*Required action*
Lines after the one containing "#[derive(Debug, Clone, Copy, PartialEq, Eq)]" are to be omitted; print exactly each line from the start of the records up to and including it.

(Extracted data entries)
^^^^^^^^

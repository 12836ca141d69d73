// Copyright (c) 2025 Geoffrey Huntley <ghuntley@ghuntley.com>. All rights reserved.
// SPDX-License-Identifier: Proprietary

//! The i18n context handed to the UI.

use std::sync::Arc;

use crate::catalog::{interpolate, Catalog};
use crate::error::I18nError;
use crate::locale::{normalize_locale, DEFAULT_FALLBACK_LOCALE, DEFAULT_LOCALE, LOCALES};

/// Configuration record consumed when the i18n context is created.
#[derive(Debug, Clone, PartialEq, Eq)]
pub struct I18nConfig {
	/// Must stay `true`; lookups go through an owned context, never a global.
	pub composition_mode: bool,
	pub locale: String,
	pub fallback_locale: String,
}

impl Default for I18nConfig {
	fn default() -> Self {
		Self {
			composition_mode: true,
			locale: DEFAULT_LOCALE.to_string(),
			fallback_locale: DEFAULT_FALLBACK_LOCALE.to_string(),
		}
	}
}

impl I18nConfig {
	pub fn new(locale: impl Into<String>, fallback_locale: impl Into<String>) -> Self {
		Self {
			locale: locale.into(),
			fallback_locale: fallback_locale.into(),
			..Self::default()
		}
	}

	pub fn with_locale(mut self, locale: impl Into<String>) -> Self {
		self.locale = locale.into();
		self
	}

	pub fn validate(&self) -> Result<(), I18nError> {
		if !self.composition_mode {
			return Err(I18nError::LegacyModeUnsupported);
		}
		let locale = normalize_locale(&self.locale);
		let fallback = normalize_locale(&self.fallback_locale);
		if locale.is_empty() {
			return Err(I18nError::EmptyLocale);
		}
		if fallback.is_empty() {
			return Err(I18nError::EmptyFallbackLocale);
		}
		if locale == fallback {
			return Err(I18nError::SameLocaleAndFallback(locale));
		}
		Ok(())
	}
}

/// A resolved message and the locale it came from.
#[derive(Debug, Clone, Copy, PartialEq, Eq)]
pub struct Translation<'a> {
	pub locale: &'a str,
	pub text: &'a str,
}

#[derive(Debug, Clone)]
pub struct I18n {
	config: I18nConfig,
	active: String,
	fallback: String,
	catalog: Arc<Catalog>,
}

impl I18n {
	/// Create a context over the builtin catalogs.
	pub fn new(config: I18nConfig) -> Result<Self, I18nError> {
		Self::with_catalog(config, Catalog::builtin())
	}

	pub fn with_catalog(config: I18nConfig, catalog: Arc<Catalog>) -> Result<Self, I18nError> {
		config.validate()?;
		let active = normalize_locale(&config.locale);
		let fallback = normalize_locale(&config.fallback_locale);

		if !catalog.has_locale(&active) {
			tracing::warn!(locale = %active, "no catalog for locale; messages will come from the fallback");
		}
		if !catalog.has_locale(&fallback) {
			tracing::warn!(locale = %fallback, "no catalog for fallback locale");
		}
		tracing::debug!(locale = %active, fallback = %fallback, "i18n context created");

		Ok(Self {
			config,
			active,
			fallback,
			catalog,
		})
	}

	/// The configuration this context was created from.
	pub fn config(&self) -> &I18nConfig {
		&self.config
	}

	pub fn locale(&self) -> &str {
		&self.active
	}

	pub fn fallback_locale(&self) -> &str {
		&self.fallback
	}

	/// Switch the active locale. The fallback locale never changes.
	pub fn set_locale(&mut self, locale: &str) -> Result<(), I18nError> {
		let locale = normalize_locale(locale);
		if !self.catalog.has_locale(&locale) {
			return Err(I18nError::UnsupportedLocale(locale));
		}
		tracing::info!(from = %self.active, to = %locale, "switching locale");
		self.active = locale;
		Ok(())
	}

	/// Locales with a loaded catalog, in registry order first.
	pub fn available_locales(&self) -> Vec<String> {
		let mut locales: Vec<String> = LOCALES
			.iter()
			.filter(|info| self.catalog.has_locale(info.code))
			.map(|info| info.code.to_string())
			.collect();
		let mut extra: Vec<String> = self
			.catalog
			.locales()
			.filter(|code| !locales.iter().any(|known| known == code))
			.map(str::to_string)
			.collect();
		extra.sort();
		locales.extend(extra);
		locales
	}

	/// The locale after the active one, wrapping around.
	pub fn next_locale(&self) -> String {
		let locales = self.available_locales();
		match locales.iter().position(|code| *code == self.active) {
			Some(idx) => locales[(idx + 1) % locales.len()].clone(),
			None => locales.first().cloned().unwrap_or_else(|| self.fallback.clone()),
		}
	}

	/// Find `key` in the active locale, then in the fallback locale.
	pub fn lookup(&self, key: &str) -> Option<Translation<'_>> {
		if let Some(text) = self.catalog.get(&self.active, key) {
			return Some(Translation {
				locale: &self.active,
				text,
			});
		}

		let text = self.catalog.get(&self.fallback, key)?;
		tracing::trace!(key, locale = %self.active, fallback = %self.fallback, "using fallback message");
		Some(Translation {
			locale: &self.fallback,
			text,
		})
	}

	/// Translate `key`, returning the key itself when no catalog has it.
	pub fn t(&self, key: &str) -> String {
		match self.lookup(key) {
			Some(translation) => translation.text.to_string(),
			None => {
				tracing::trace!(key, "missing message");
				key.to_string()
			}
		}
	}

	/// Translate `key` with `{name}` placeholders substituted.
	pub fn t_fmt(&self, key: &str, vars: &[(&str, &str)]) -> String {
		interpolate(&self.t(key), vars)
	}
}
// Copyright (c) 2025 Geoffrey Huntley <ghuntley@ghuntley.com>. All rights reserved.
// SPDX-License-Identifier: Proprietary

//! The root component: navigation bar, current page, status bar.

use minebak_tui_component::{Component, RenderContext};
use minebak_tui_core::{Action, ComponentError, Event};
use minebak_tui_router::{normalize_path, RouteEntry};
use minebak_tui_widget_status_bar::StatusBar;
use ratatui::{
	layout::{Constraint, Direction, Layout, Rect},
	text::{Line, Span},
	widgets::{Block, Borders, Paragraph},
	Frame,
};

use crate::routes::{view_in, ViewKind};
use crate::views::Views;

pub struct Shell {
	routes: &'static [RouteEntry<ViewKind>],
	views: Views,
	active: ViewKind,
}

impl Shell {
	pub fn new(routes: &'static [RouteEntry<ViewKind>], views: Views) -> Self {
		let active = routes.first().map(|entry| entry.component).unwrap_or(ViewKind::Home);
		Self {
			routes,
			views,
			active,
		}
	}

	/// Page that receives keys not handled globally.
	pub fn active(&self) -> ViewKind {
		self.active
	}

	pub fn views(&self) -> &Views {
		&self.views
	}

	fn has_view(&self, kind: ViewKind) -> bool {
		self.routes.iter().any(|entry| entry.component == kind)
	}

	fn render_nav(&self, frame: &mut Frame, area: Rect, ctx: &RenderContext) {
		let current = normalize_path(ctx.route);
		let mut spans = Vec::new();
		for (index, entry) in self.routes.iter().enumerate() {
			if index > 0 {
				spans.push(Span::styled("│", ctx.theme.nav.divider));
			}
			let style = if normalize_path(entry.path) == current {
				ctx.theme.nav.active
			} else {
				ctx.theme.nav.inactive
			};
			let label = format!(" {} {} ", index + 1, ctx.t(entry.component.label_key()));
			spans.push(Span::styled(label, style));
		}
		frame.render_widget(Paragraph::new(Line::from(spans)), area);
	}

	fn render_status(&self, frame: &mut Frame, area: Rect, ctx: &RenderContext) {
		let bar = StatusBar::themed(ctx.theme)
			.item(ctx.t("status.route"), ctx.route)
			.item(ctx.t("status.locale"), ctx.locale())
			.shortcut("Tab", ctx.t("status.next"))
			.shortcut("Bksp", ctx.t("status.back"))
			.shortcut("^L", ctx.t("status.switch_locale"))
			.shortcut("q", ctx.t("status.quit"));
		frame.render_widget(bar, area);
	}
}

impl Component for Shell {
	fn id(&self) -> &str {
		"shell"
	}

	fn init(&mut self) -> Result<(), ComponentError> {
		let mut seen = Vec::new();
		for entry in self.routes {
			if seen.contains(&entry.component) {
				continue;
			}
			seen.push(entry.component);
			self.views.get_mut(entry.component).init()?;
		}
		Ok(())
	}

	fn handle_event(&mut self, event: &Event) -> Vec<Action> {
		self.views.get_mut(self.active).handle_event(event)
	}

	fn update(&mut self, action: &Action) -> Vec<Action> {
		match action {
			Action::RouteChanged(path) => {
				match view_in(self.routes, path) {
					Some(kind) => self.active = kind,
					None => tracing::warn!(path = %path, "route changed to a path without a view"),
				}
				vec![]
			}
			Action::Tick if self.has_view(ViewKind::Saves) => self.views.saves.update(action),
			Action::SwitchLocale(_) | Action::Tick => vec![],
			action => self.views.get_mut(self.active).update(action),
		}
	}

	fn render(&self, frame: &mut Frame, area: Rect, ctx: &RenderContext) {
		let rows = Layout::default()
			.direction(Direction::Vertical)
			.constraints([Constraint::Length(1), Constraint::Min(1), Constraint::Length(1)])
			.split(area);

		self.render_nav(frame, rows[0], ctx);

		let kind = view_in(self.routes, ctx.route).unwrap_or(self.active);
		let block = Block::default()
			.title(ctx.t(kind.title_key()))
			.borders(Borders::ALL)
			.border_style(ctx.theme.border_style_for(true));
		let inner = block.inner(rows[1]);
		frame.render_widget(block, rows[1]);
		self.views.get(kind).render(frame, inner, ctx);

		self.render_status(frame, rows[2], ctx);
	}
}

^^^^^^^^

*Problem solution*
repository 12836ca141d69d73
// Copyright (c) 2025 Geoffrey Huntley <ghuntley@ghuntley.com>. All rights reserved.
// SPDX-License-Identifier: Proprietary

//! The i18n context handed to the UI.

use std::sync::Arc;

use crate::catalog::{interpolate, Catalog};
use crate::error::I18nError;
use crate::locale::{normalize_locale, DEFAULT_FALLBACK_LOCALE, DEFAULT_LOCALE, LOCALES};

/// Configuration record consumed when the i18n context is created.
#[derive(Debug, Clone, PartialEq, Eq)]
pub struct I18nConfig {
	/// Must stay `true`; lookups go through an owned context, never a global.
	pub composition_mode: bool,
	pub locale: String,
	pub fallback_locale: String,
}

impl Default for I18nConfig {
	fn default() -> Self {
		Self {
			composition_mode: true,
			locale: DEFAULT_LOCALE.to_string(),
			fallback_locale: DEFAULT_FALLBACK_LOCALE.to_string(),
		}
	}
}

impl I18nConfig {
	pub fn new(locale: impl Into<String>, fallback_locale: impl Into<String>) -> Self {
		Self {
			locale: locale.into(),
			fallback_locale: fallback_locale.into(),
			..Self::default()
		}
	}

	pub fn with_locale(mut self, locale: impl Into<String>) -> Self {
		self.locale = locale.into();
		self
	}

	pub fn validate(&self) -> Result<(), I18nError> {
		if !self.composition_mode {
			return Err(I18nError::LegacyModeUnsupported);
		}
		let locale = normalize_locale(&self.locale);
		let fallback = normalize_locale(&self.fallback_locale);
		if locale.is_empty() {
			return Err(I18nError::EmptyLocale);
		}
		if fallback.is_empty() {
			return Err(I18nError::EmptyFallbackLocale);
		}
		if locale == fallback {
			return Err(I18nError::SameLocaleAndFallback(locale));
		}
		Ok(())
	}
}

/// A resolved message and the locale it came from.
#[derive(Debug, Clone, Copy, PartialEq, Eq)]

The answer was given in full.